**Stored data:**

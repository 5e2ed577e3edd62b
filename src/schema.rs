//! Relation and column schemas.
//!
//! The binder attaches a [`SchemaColumn`] to every identifier it resolves.
//! The column's `identity` is a stable opaque id that names the column
//! through the whole plan, no matter how it is aliased or projected; every
//! pushdown decision keys on identities, never on display names.

use crate::value::{Value, ValueType};

/// A bound column: stable identity, resolved type, provenance.
#[derive(Debug, Clone, PartialEq)]
pub struct SchemaColumn {
    /// Display name of the column
    pub name: String,
    /// Stable opaque id assigned at bind time
    pub identity: String,
    pub value_type: ValueType,
    /// Element type for Array columns
    pub element_type: Option<ValueType>,
    /// Relations this column originates from
    pub origin: Vec<String>,
    /// Alternate names the column answers to
    pub aliases: Vec<String>,
    /// Lowest value seen, when the source keeps statistics
    pub lowest_value: Option<Value>,
    /// Highest value seen, when the source keeps statistics
    pub highest_value: Option<Value>,
}

impl SchemaColumn {
    pub fn new(name: impl Into<String>, value_type: ValueType) -> Self {
        SchemaColumn {
            name: name.into(),
            identity: uuid::Uuid::new_v4().simple().to_string(),
            value_type,
            element_type: None,
            origin: Vec::new(),
            aliases: Vec::new(),
            lowest_value: None,
            highest_value: None,
        }
    }

    pub fn with_origin(mut self, origin: impl Into<String>) -> Self {
        self.origin = vec![origin.into()];
        self
    }

    pub fn with_aliases(mut self, aliases: Vec<String>) -> Self {
        self.aliases = aliases;
        self
    }

    pub fn with_element_type(mut self, element_type: ValueType) -> Self {
        self.element_type = Some(element_type);
        self
    }

    pub fn with_range(mut self, lowest: Value, highest: Value) -> Self {
        self.lowest_value = Some(lowest);
        self.highest_value = Some(highest);
        self
    }

    /// Does this column answer to `name` (directly or via an alias)?
    pub fn answers_to(&self, name: &str) -> bool {
        self.name == name || self.aliases.iter().any(|a| a == name)
    }
}

/// The schema of a relation, with an optional row count estimate.
#[derive(Debug, Clone, PartialEq)]
pub struct RelationSchema {
    pub name: String,
    pub columns: Vec<SchemaColumn>,
    pub row_count: Option<usize>,
}

impl RelationSchema {
    pub fn new(name: impl Into<String>, columns: Vec<SchemaColumn>) -> Self {
        RelationSchema {
            name: name.into(),
            columns,
            row_count: None,
        }
    }

    pub fn with_row_count(mut self, row_count: usize) -> Self {
        self.row_count = Some(row_count);
        self
    }

    pub fn find_column(&self, name: &str) -> Option<&SchemaColumn> {
        self.columns.iter().find(|c| c.answers_to(name))
    }
}

#[cfg(test)]
mod tests {
    use super::*;

    #[test]
    fn identities_are_unique() {
        let a = SchemaColumn::new("id", ValueType::Integer);
        let b = SchemaColumn::new("id", ValueType::Integer);
        assert_ne!(a.identity, b.identity);
    }

    #[test]
    fn aliases_resolve() {
        let column = SchemaColumn::new("planetId", ValueType::Integer)
            .with_aliases(vec!["planet_id".to_string()]);
        let schema = RelationSchema::new("$satellites", vec![column]);
        assert!(schema.find_column("planet_id").is_some());
        assert!(schema.find_column("planetId").is_some());
        assert!(schema.find_column("planet").is_none());
    }
}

**What the exercise asks:** Your reply should be one number, the count of lines in the data that include the word "SchemaColumn".

**Exercise result:** 10